//! # Resource Overlay CLI
//!
//! This is the binary entry point for the `resource-overlay` command-line tool.
//!
//! Its primary responsibilities are:
//! - Parsing command-line arguments using `clap`.
//! - Setting up logging and output preferences.
//! - Executing the appropriate command and reporting errors.
//!
//! The repository logic lives in the `resource_overlay` library crate; the
//! binary is a thin wrapper around it.

mod cli;
mod commands;

use anyhow::Result;
use clap::Parser;

fn main() -> Result<()> {
    let cli = cli::Cli::parse();
    cli.execute()
}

○ ○ ○

[Task brief]
Read the data above. Pull out each line in which the string "clap" appears.

[Written response]
//! - Parsing command-line arguments using `clap`.
use clap::Parser;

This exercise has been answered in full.